* _THE TASK_: The answer should consist of each line from the data below that includes "config".

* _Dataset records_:
┌──

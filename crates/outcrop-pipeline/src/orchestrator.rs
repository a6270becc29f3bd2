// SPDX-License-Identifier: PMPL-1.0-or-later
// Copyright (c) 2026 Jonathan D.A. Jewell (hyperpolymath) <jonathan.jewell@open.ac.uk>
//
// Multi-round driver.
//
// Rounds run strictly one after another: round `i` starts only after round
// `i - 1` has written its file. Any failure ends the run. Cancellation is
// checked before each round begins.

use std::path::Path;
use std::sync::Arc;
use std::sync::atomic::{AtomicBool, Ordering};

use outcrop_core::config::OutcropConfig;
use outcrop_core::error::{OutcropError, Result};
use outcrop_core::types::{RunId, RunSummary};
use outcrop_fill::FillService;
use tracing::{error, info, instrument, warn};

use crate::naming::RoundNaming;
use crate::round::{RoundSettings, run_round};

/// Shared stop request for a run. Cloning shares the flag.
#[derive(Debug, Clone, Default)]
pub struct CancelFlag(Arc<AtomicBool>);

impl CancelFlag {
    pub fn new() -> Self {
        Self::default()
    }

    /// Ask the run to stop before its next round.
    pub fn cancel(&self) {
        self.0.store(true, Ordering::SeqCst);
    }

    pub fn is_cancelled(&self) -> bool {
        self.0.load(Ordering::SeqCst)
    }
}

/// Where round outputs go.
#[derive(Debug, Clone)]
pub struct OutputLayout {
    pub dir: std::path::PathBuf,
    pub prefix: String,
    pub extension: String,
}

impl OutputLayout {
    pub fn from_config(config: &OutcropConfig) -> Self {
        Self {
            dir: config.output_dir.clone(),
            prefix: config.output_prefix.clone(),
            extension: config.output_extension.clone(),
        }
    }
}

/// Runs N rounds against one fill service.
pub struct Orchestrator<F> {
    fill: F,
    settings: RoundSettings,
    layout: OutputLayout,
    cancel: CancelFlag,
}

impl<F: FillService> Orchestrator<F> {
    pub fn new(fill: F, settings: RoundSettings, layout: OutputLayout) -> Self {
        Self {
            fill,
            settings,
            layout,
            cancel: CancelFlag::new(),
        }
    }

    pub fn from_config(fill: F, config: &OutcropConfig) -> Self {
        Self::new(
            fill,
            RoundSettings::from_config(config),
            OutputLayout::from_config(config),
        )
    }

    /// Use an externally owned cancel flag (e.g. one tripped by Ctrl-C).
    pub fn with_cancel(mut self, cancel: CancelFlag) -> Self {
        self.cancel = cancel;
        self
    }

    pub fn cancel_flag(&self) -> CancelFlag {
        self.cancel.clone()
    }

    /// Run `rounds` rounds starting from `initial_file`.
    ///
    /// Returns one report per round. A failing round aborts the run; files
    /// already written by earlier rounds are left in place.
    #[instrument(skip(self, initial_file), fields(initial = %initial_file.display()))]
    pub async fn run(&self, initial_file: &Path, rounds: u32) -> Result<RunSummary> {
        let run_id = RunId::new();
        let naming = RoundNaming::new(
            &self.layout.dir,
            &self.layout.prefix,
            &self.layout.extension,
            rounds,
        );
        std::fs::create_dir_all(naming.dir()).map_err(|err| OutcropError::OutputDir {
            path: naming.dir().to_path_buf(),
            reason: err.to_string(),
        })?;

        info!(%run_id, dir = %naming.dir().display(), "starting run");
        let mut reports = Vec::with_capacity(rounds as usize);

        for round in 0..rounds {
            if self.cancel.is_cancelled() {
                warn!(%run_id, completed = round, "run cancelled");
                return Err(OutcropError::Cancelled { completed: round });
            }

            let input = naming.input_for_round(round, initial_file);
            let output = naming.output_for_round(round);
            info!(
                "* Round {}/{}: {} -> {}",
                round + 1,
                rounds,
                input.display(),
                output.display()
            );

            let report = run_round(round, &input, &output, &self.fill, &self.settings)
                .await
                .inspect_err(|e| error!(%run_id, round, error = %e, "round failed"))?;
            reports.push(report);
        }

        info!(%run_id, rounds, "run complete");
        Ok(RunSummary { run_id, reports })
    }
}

└──

* _EXERCISE OUTPUT_:
use outcrop_core::config::OutcropConfig;
    pub fn from_config(config: &OutcropConfig) -> Self {
            dir: config.output_dir.clone(),
            prefix: config.output_prefix.clone(),
            extension: config.output_extension.clone(),
    pub fn from_config(fill: F, config: &OutcropConfig) -> Self {
            RoundSettings::from_config(config),
            OutputLayout::from_config(config),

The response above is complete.